[Entries taken from a collection]
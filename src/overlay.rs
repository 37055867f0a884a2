use anyhow::Result;
use opencv::{
    core::{self, Mat, Point as CvPoint, Scalar, Vector},
    highgui, imgproc,
    prelude::*,
};
use tracing::debug;

use crate::monitor::{FrameSink, SinkControl};
use crate::processor::Overlay;
use crate::zones::{Point, ZoneSet};

const FONT: i32 = imgproc::FONT_HERSHEY_SIMPLEX;

fn bgr(b: f64, g: f64, r: f64) -> Scalar {
    Scalar::new(b, g, r, 0.0)
}

pub(crate) fn cv_point(p: Point) -> CvPoint {
    CvPoint::new(p.x, p.y)
}

pub(crate) fn draw_polyline(img: &mut Mat, points: &[Point], closed: bool, color: Scalar) -> Result<()> {
    if points.len() < 2 {
        return Ok(());
    }
    let mut pts = Vector::<Vector<CvPoint>>::new();
    pts.push(points.iter().copied().map(cv_point).collect());
    imgproc::polylines(img, &pts, closed, color, 2, imgproc::LINE_8, 0)?;
    Ok(())
}

pub(crate) fn put_text(img: &mut Mat, text: &str, org: CvPoint, scale: f64, color: Scalar) -> Result<()> {
    imgproc::put_text(img, text, org, FONT, scale, color, 2, imgproc::LINE_AA, false)?;
    Ok(())
}

/// Zone outlines with their id at the vertex mean.
pub fn draw_zones(img: &mut Mat, zones: &ZoneSet) -> Result<()> {
    for zone in zones.iter() {
        draw_polyline(img, &zone.points, true, bgr(0.0, 255.0, 0.0))?;
        if let Some(anchor) = zone.label_anchor() {
            put_text(img, &zone.id.to_string(), cv_point(anchor), 0.65, bgr(0.0, 0.0, 255.0))?;
        }
    }
    Ok(())
}

fn blend(frame: &mut Mat, overlay: &Mat, alpha: f64) -> Result<()> {
    let mut out = Mat::default();
    core::add_weighted(overlay, alpha, &*frame, 1.0 - alpha, 0.0, &mut out, -1)?;
    *frame = out;
    Ok(())
}

fn draw_detections(frame: &mut Mat, overlay: &Overlay<'_>) -> Result<()> {
    let box_color = bgr(86.0, 179.0, 255.0);
    let in_zone = &overlay.outcome.placed;
    if in_zone.is_empty() {
        return Ok(());
    }

    let mut shaded = frame.try_clone()?;
    for placed in in_zone {
        let (a, b) = placed.detection.corners();
        imgproc::rectangle_points(&mut shaded, cv_point(a), cv_point(b), box_color, imgproc::FILLED, imgproc::LINE_8, 0)?;
    }
    blend(frame, &shaded, 0.2)?;

    for placed in in_zone {
        let (a, b) = placed.detection.corners();
        imgproc::rectangle_points(frame, cv_point(a), cv_point(b), box_color, 2, imgproc::LINE_8, 0)?;
        imgproc::circle(frame, cv_point(placed.centroid), 4, bgr(255.0, 89.0, 94.0), -1, imgproc::LINE_8, 0)?;
        let text = format!("{} {:.2}", placed.label, placed.detection.confidence);
        put_text(frame, &text, CvPoint::new(a.x, a.y - 5), 0.6, bgr(255.0, 255.0, 255.0))?;
    }
    Ok(())
}

fn draw_info(frame: &mut Mat, overlay: &Overlay<'_>) -> Result<()> {
    let white = bgr(255.0, 255.0, 255.0);
    let status = overlay.status_line();
    let timing = overlay.timing_line();
    let timing_pos = if frame.cols() > 1000 {
        CvPoint::new(frame.cols() - 550, 30)
    } else {
        CvPoint::new(25, 85)
    };
    let lines = [(status, CvPoint::new(25, 25)), (timing, timing_pos)];

    let mut shaded = frame.try_clone()?;
    for (text, pos) in &lines {
        let mut baseline = 0;
        let size = imgproc::get_text_size(text, FONT, 0.75, 2, &mut baseline)?;
        imgproc::rectangle_points(
            &mut shaded,
            CvPoint::new(pos.x - 5, pos.y - size.height - 5),
            CvPoint::new(pos.x + size.width + 5, pos.y + 5),
            bgr(0.0, 0.0, 0.0),
            imgproc::FILLED,
            imgproc::LINE_8,
            0,
        )?;
    }
    blend(frame, &shaded, 0.6)?;

    for (text, pos) in &lines {
        put_text(frame, text, *pos, 0.75, white)?;
    }
    for (i, text) in overlay.zone_lines().iter().enumerate() {
        put_text(frame, text, CvPoint::new(25, 115 + 30 * i as i32), 0.6, white)?;
    }
    Ok(())
}

/// Two-lamp indicator in the lower left: upper lamp lit while the primary
/// zone holds a vehicle, lower lamp lit otherwise.
fn draw_traffic_light(frame: &mut Mat, occupied: bool) -> Result<()> {
    let radius = 15;
    let top_left = CvPoint::new((0.05 * frame.cols() as f64) as i32, frame.rows() - 150);
    let bottom_right = CvPoint::new(top_left.x + 50, top_left.y + 100);
    let center_x = (top_left.x + bottom_right.x) / 2;

    put_text(frame, "Zone", CvPoint::new(top_left.x, top_left.y - 10), 0.75, bgr(255.0, 255.0, 255.0))?;
    imgproc::rectangle_points(frame, top_left, bottom_right, bgr(100.0, 100.0, 100.0), 4, imgproc::LINE_8, 0)?;
    imgproc::rectangle_points(frame, top_left, bottom_right, bgr(0.0, 0.0, 0.0), -1, imgproc::LINE_8, 0)?;

    let (upper, lower) = if occupied {
        (bgr(0.0, 255.0, 255.0), bgr(0.0, 100.0, 0.0))
    } else {
        (bgr(0.0, 100.0, 100.0), bgr(0.0, 255.0, 0.0))
    };
    imgproc::circle(frame, CvPoint::new(center_x, top_left.y + radius + 5), radius, upper, -1, imgproc::LINE_8, 0)?;
    imgproc::circle(frame, CvPoint::new(center_x, bottom_right.y - radius - 5), radius, lower, -1, imgproc::LINE_8, 0)?;
    Ok(())
}

/// Preview window with the monitoring overlay. Polls the keyboard after each
/// frame and reports the quit key.
///
/// The window is created on the first frame so that every HighGUI call
/// happens on the thread that renders.
pub struct OpenCvSink {
    window: String,
    wait_key: i32,
    quit_key: char,
    opened: bool,
}

impl OpenCvSink {
    pub fn new(window: &str, wait_key: i32, quit_key: char) -> Self {
        Self {
            window: window.to_string(),
            wait_key: wait_key.max(1),
            quit_key,
            opened: false,
        }
    }
}

impl FrameSink<Mat> for OpenCvSink {
    fn render(&mut self, frame: &mut Mat, overlay: &Overlay<'_>) -> Result<SinkControl> {
        draw_zones(frame, overlay.zones)?;
        draw_detections(frame, overlay)?;
        draw_info(frame, overlay)?;
        draw_traffic_light(frame, overlay.outcome.primary_occupied())?;

        if !self.opened {
            highgui::named_window(&self.window, highgui::WINDOW_AUTOSIZE)?;
            self.opened = true;
        }
        highgui::imshow(&self.window, frame)?;
        let key = highgui::wait_key(self.wait_key)?;
        if key >= 0 && (key & 0xFF) as u32 == self.quit_key as u32 {
            return Ok(SinkControl::Quit);
        }
        Ok(SinkControl::Continue)
    }
}

impl Drop for OpenCvSink {
    fn drop(&mut self) {
        if self.opened && highgui::destroy_window(&self.window).is_err() {
            debug!("Window {} already closed", self.window);
        }
    }
}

• Problem:
Give again, exactly as written, the lines running from the first line of the data above through the line that contains "let mut out = Mat::default();".

• Output:
filename src/overlay.rs
repository 37055867f0a884a2
use anyhow::Result;
use opencv::{
    core::{self, Mat, Point as CvPoint, Scalar, Vector},
    highgui, imgproc,
    prelude::*,
};
use tracing::debug;

use crate::monitor::{FrameSink, SinkControl};
use crate::processor::Overlay;
use crate::zones::{Point, ZoneSet};

const FONT: i32 = imgproc::FONT_HERSHEY_SIMPLEX;

fn bgr(b: f64, g: f64, r: f64) -> Scalar {
    Scalar::new(b, g, r, 0.0)
}

pub(crate) fn cv_point(p: Point) -> CvPoint {
    CvPoint::new(p.x, p.y)
}

pub(crate) fn draw_polyline(img: &mut Mat, points: &[Point], closed: bool, color: Scalar) -> Result<()> {
    if points.len() < 2 {
        return Ok(());
    }
    let mut pts = Vector::<Vector<CvPoint>>::new();
    pts.push(points.iter().copied().map(cv_point).collect());
    imgproc::polylines(img, &pts, closed, color, 2, imgproc::LINE_8, 0)?;
    Ok(())
}

pub(crate) fn put_text(img: &mut Mat, text: &str, org: CvPoint, scale: f64, color: Scalar) -> Result<()> {
    imgproc::put_text(img, text, org, FONT, scale, color, 2, imgproc::LINE_AA, false)?;
    Ok(())
}

/// Zone outlines with their id at the vertex mean.
pub fn draw_zones(img: &mut Mat, zones: &ZoneSet) -> Result<()> {
    for zone in zones.iter() {
        draw_polyline(img, &zone.points, true, bgr(0.0, 255.0, 0.0))?;
        if let Some(anchor) = zone.label_anchor() {
            put_text(img, &zone.id.to_string(), cv_point(anchor), 0.65, bgr(0.0, 0.0, 255.0))?;
        }
    }
    Ok(())
}

fn blend(frame: &mut Mat, overlay: &Mat, alpha: f64) -> Result<()> {
    let mut out = Mat::default();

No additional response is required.